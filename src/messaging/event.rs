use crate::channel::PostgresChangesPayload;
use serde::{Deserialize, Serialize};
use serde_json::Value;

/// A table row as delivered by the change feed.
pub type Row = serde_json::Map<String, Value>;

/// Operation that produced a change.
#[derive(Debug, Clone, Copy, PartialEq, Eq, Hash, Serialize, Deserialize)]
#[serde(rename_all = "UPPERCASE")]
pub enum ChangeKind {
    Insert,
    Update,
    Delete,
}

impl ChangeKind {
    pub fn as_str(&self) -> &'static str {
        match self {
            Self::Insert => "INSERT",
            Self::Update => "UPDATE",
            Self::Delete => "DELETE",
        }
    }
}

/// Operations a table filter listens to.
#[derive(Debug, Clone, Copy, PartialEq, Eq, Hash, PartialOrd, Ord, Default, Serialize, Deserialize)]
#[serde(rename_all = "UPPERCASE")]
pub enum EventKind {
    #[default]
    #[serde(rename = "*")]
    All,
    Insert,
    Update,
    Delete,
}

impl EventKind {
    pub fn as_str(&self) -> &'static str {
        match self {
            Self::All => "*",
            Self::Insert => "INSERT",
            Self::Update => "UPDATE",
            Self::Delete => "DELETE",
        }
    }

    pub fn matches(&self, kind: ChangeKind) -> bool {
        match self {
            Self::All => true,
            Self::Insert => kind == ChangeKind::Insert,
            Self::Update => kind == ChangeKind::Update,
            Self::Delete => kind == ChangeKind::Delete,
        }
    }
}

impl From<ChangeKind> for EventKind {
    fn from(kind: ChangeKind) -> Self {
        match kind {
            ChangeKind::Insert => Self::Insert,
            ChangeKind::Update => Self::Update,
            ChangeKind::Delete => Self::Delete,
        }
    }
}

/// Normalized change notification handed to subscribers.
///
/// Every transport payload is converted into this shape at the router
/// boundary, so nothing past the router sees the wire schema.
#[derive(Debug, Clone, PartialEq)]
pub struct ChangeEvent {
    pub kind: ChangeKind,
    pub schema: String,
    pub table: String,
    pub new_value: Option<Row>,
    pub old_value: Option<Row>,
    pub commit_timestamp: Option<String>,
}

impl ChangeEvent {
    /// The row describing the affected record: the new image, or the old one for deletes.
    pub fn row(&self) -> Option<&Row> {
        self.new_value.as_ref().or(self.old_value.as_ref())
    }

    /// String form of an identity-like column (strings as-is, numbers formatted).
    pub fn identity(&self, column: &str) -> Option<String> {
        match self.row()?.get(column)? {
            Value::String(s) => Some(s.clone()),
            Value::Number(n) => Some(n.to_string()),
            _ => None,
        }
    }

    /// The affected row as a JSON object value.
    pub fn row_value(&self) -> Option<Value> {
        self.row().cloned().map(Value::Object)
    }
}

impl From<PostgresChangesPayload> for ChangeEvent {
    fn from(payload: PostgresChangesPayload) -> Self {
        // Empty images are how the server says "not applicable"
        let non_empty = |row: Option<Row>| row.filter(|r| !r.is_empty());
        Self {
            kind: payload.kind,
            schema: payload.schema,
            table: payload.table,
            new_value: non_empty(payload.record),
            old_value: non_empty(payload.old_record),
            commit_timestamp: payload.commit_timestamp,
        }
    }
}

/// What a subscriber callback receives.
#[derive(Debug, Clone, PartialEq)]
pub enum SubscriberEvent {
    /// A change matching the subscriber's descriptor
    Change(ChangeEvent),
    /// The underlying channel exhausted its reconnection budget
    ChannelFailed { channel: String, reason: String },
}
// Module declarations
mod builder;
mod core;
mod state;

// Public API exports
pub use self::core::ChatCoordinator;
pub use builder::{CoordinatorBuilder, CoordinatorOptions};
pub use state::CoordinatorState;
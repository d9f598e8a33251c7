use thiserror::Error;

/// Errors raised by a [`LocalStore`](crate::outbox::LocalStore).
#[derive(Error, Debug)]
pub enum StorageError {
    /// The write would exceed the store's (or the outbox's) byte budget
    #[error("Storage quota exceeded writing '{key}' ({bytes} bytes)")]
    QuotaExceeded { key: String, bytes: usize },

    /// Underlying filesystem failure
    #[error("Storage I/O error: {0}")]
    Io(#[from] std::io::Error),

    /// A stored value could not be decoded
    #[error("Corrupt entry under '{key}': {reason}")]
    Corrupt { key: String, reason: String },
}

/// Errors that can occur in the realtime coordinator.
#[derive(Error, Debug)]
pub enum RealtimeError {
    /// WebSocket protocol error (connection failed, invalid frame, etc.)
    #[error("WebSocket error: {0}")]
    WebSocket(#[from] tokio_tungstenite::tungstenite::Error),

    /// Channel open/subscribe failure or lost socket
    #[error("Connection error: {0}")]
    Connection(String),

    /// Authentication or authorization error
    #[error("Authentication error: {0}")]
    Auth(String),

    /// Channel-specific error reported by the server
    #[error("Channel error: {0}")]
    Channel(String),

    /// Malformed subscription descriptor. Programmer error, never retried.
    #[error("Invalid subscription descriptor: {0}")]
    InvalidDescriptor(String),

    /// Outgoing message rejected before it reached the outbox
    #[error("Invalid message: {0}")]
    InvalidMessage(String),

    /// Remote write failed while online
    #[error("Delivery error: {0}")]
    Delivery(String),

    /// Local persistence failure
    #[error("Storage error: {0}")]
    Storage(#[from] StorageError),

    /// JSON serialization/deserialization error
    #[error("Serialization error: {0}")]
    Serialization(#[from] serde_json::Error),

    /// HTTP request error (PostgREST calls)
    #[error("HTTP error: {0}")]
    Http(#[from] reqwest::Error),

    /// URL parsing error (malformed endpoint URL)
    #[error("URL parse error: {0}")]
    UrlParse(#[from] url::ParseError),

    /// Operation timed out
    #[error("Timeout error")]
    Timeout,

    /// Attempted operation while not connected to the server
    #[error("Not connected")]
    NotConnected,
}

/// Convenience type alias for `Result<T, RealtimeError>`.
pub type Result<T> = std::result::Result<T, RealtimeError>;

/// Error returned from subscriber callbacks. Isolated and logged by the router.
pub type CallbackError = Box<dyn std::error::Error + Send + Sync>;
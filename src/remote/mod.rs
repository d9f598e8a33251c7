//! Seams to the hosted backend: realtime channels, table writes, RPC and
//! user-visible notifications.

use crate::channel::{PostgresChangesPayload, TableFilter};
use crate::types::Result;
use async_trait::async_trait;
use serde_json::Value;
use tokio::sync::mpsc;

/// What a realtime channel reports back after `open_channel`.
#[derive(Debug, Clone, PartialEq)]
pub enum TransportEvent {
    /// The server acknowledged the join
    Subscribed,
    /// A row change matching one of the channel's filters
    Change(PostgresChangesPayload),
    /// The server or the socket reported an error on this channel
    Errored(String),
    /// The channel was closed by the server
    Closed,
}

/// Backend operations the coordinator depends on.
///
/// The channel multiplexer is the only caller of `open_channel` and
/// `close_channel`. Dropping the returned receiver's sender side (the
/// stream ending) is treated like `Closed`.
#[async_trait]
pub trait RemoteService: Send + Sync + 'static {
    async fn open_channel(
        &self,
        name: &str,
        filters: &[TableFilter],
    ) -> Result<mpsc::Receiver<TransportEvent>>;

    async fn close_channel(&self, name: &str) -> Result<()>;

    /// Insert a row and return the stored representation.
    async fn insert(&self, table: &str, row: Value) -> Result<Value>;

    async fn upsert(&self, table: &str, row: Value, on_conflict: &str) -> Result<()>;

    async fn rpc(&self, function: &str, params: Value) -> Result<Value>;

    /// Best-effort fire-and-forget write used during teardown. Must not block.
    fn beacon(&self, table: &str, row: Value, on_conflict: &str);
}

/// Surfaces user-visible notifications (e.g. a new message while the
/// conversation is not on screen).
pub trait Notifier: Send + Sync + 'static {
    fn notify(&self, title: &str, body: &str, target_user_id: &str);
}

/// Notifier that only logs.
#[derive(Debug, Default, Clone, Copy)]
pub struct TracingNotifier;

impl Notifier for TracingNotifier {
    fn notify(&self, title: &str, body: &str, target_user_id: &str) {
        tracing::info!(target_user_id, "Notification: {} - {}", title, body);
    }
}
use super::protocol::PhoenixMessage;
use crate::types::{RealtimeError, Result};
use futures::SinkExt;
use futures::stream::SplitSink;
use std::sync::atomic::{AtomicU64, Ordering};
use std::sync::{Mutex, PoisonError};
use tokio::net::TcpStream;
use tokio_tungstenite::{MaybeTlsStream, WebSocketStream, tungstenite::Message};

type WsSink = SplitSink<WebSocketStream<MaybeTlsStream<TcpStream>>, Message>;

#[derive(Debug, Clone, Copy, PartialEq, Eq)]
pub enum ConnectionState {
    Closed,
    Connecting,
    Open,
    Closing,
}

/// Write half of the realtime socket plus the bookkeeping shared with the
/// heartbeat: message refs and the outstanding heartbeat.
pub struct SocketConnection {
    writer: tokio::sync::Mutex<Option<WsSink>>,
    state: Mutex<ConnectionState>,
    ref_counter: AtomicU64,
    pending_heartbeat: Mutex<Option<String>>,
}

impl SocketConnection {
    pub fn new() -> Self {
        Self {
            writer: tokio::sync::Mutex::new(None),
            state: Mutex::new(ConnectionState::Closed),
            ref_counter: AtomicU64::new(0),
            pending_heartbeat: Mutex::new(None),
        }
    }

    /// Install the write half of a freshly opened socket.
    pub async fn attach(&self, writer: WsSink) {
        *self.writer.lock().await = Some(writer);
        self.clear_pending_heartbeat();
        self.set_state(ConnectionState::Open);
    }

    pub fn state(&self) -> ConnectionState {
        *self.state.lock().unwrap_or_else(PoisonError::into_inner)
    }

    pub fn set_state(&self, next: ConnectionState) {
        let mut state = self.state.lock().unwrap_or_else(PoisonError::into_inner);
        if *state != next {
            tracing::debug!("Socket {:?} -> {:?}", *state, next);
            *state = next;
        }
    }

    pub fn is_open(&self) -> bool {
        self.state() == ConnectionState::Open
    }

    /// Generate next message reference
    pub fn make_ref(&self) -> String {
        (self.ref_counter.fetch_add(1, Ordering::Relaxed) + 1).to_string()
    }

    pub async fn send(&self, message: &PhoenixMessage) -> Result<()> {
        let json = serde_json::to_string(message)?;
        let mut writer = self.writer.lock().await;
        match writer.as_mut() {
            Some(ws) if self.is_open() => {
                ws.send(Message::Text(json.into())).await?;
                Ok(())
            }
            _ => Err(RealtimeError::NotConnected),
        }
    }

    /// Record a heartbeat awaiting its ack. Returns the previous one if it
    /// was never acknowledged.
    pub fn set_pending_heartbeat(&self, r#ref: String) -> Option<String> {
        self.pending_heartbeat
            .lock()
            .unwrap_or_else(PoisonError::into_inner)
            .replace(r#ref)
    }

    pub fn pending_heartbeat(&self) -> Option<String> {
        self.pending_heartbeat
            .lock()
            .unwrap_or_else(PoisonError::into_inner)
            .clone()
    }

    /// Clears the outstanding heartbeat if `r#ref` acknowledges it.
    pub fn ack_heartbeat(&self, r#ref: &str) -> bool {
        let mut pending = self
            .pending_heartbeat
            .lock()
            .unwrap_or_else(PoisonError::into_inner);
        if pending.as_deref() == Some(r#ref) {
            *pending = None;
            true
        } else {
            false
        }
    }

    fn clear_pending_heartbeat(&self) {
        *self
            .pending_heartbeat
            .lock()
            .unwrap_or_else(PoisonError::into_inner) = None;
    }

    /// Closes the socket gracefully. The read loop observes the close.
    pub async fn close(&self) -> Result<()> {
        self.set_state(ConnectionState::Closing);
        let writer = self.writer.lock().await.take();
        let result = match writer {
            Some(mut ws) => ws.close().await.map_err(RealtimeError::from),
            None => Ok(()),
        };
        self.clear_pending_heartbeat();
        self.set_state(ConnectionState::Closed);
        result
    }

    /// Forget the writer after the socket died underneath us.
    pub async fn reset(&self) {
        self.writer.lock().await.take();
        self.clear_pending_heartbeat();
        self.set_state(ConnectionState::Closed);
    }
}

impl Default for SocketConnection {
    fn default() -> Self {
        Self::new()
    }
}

┄┄┄┄┄┄┄┄┄┄

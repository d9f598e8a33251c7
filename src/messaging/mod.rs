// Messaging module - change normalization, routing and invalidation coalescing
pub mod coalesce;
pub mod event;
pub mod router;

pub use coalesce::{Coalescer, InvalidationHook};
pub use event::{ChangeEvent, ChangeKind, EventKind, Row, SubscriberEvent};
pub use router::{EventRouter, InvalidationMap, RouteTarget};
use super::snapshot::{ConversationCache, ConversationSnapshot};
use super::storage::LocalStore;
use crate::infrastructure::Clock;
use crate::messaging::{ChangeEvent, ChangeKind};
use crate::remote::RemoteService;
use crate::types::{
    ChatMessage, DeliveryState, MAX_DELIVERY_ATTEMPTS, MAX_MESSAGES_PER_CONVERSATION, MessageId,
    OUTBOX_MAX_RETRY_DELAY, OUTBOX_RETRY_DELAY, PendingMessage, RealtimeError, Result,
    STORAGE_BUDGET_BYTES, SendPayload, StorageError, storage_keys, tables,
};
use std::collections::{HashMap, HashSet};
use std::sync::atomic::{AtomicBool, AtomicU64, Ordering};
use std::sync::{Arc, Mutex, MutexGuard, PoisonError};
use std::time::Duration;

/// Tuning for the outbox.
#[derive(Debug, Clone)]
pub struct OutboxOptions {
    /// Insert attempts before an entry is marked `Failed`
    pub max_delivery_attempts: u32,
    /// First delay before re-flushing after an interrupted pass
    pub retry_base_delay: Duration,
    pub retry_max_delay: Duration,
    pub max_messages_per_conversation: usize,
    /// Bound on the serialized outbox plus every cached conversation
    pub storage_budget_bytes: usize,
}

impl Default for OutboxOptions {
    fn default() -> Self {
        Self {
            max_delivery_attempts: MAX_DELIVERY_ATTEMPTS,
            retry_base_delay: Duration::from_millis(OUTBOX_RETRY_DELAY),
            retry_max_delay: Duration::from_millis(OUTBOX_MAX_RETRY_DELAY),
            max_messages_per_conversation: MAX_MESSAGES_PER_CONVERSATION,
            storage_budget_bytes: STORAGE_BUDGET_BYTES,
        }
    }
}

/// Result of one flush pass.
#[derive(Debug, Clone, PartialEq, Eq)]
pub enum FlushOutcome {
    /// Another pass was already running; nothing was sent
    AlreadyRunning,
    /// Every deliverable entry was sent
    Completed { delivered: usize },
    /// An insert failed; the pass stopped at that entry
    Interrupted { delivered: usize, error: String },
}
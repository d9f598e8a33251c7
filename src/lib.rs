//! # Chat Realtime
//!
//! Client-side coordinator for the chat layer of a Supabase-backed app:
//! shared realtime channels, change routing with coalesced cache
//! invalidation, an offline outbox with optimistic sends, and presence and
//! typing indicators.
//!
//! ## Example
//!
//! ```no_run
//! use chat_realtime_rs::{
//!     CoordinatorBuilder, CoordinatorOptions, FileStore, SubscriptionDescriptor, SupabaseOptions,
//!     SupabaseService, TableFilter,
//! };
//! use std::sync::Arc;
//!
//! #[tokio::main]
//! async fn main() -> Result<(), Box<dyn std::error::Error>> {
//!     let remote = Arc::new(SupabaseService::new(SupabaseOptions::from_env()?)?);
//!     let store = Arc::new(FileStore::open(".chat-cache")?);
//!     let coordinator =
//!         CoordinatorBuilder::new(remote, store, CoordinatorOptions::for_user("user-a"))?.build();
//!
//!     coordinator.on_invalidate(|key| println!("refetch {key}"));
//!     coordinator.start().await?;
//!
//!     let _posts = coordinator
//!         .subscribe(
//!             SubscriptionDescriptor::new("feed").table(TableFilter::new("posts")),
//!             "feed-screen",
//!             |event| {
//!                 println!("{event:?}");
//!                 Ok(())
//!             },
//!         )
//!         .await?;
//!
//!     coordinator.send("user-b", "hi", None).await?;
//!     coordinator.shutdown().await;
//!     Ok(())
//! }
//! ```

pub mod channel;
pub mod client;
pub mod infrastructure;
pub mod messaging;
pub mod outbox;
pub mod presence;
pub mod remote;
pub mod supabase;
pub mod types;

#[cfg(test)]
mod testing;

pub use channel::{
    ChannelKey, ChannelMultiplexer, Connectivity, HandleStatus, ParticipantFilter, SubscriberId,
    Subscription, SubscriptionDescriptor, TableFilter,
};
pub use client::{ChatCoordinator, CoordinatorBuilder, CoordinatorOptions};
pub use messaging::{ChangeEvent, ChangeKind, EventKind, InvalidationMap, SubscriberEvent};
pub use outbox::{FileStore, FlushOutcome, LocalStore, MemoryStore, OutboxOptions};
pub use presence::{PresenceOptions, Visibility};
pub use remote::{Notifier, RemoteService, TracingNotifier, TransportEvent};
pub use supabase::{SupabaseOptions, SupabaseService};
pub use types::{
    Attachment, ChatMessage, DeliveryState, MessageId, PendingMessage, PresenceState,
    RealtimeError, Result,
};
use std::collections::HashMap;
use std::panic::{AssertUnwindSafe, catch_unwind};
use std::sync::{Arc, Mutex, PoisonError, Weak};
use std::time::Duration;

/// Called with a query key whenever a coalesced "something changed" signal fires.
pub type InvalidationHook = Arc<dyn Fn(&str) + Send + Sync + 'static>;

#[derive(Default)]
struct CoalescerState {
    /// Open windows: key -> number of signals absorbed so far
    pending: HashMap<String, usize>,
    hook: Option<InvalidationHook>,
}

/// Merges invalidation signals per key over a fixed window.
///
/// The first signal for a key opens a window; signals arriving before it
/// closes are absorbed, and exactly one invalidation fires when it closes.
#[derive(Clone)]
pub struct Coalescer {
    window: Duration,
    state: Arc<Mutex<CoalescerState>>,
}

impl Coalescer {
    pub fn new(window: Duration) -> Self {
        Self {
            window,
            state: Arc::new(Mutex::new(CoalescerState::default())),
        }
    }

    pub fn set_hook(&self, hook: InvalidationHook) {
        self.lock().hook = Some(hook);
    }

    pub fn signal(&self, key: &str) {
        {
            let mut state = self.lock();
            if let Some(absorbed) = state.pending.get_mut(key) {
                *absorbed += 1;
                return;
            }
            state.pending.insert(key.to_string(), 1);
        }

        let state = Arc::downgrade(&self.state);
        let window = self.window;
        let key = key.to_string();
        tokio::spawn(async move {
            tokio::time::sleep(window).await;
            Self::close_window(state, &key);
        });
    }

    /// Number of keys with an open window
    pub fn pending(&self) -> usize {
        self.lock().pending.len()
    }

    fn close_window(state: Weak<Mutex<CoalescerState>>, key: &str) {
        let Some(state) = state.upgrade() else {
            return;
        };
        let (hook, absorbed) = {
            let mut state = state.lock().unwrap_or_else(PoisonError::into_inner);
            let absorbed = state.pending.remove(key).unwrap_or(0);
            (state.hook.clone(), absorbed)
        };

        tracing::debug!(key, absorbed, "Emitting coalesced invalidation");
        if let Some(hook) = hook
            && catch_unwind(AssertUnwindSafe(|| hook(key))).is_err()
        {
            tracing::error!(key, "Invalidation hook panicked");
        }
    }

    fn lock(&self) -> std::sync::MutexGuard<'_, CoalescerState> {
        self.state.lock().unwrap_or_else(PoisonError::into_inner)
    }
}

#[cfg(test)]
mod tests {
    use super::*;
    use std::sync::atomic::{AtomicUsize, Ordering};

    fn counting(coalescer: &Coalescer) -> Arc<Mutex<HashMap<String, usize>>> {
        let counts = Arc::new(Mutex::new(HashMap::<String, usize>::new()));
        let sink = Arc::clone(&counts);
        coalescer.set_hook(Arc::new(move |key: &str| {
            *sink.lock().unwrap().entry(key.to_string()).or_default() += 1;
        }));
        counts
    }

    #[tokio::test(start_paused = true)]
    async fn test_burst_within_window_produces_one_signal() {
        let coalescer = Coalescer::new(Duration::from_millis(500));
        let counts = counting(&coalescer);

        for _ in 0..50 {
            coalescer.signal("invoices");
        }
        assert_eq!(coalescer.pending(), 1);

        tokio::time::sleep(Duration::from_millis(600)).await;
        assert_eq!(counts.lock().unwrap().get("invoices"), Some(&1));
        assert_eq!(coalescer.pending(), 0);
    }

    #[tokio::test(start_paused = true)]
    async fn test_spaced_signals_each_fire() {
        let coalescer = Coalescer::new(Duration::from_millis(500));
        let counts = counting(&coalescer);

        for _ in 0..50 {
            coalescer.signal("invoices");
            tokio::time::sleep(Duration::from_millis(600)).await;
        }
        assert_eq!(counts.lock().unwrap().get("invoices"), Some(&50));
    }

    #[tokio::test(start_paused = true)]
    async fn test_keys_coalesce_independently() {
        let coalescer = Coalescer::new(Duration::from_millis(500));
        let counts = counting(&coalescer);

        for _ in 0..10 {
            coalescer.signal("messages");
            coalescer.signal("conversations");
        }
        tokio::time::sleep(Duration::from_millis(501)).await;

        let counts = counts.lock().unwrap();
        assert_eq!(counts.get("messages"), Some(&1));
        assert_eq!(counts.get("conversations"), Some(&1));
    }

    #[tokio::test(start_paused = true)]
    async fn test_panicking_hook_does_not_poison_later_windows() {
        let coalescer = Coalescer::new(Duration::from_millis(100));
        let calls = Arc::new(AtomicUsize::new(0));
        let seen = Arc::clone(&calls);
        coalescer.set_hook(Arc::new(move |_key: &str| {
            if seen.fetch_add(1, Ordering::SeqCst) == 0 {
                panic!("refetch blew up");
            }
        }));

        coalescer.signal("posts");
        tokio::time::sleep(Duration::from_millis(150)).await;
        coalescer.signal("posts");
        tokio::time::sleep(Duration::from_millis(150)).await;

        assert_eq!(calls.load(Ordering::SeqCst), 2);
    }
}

┄┄┄┄┄┄┄┄┄┄

▶ Task item:
From the listing above, collect every line that mentions the word "outstanding".

▶ Result:
/// heartbeat: message refs and the outstanding heartbeat.
    /// Clears the outstanding heartbeat if `r#ref` acknowledges it.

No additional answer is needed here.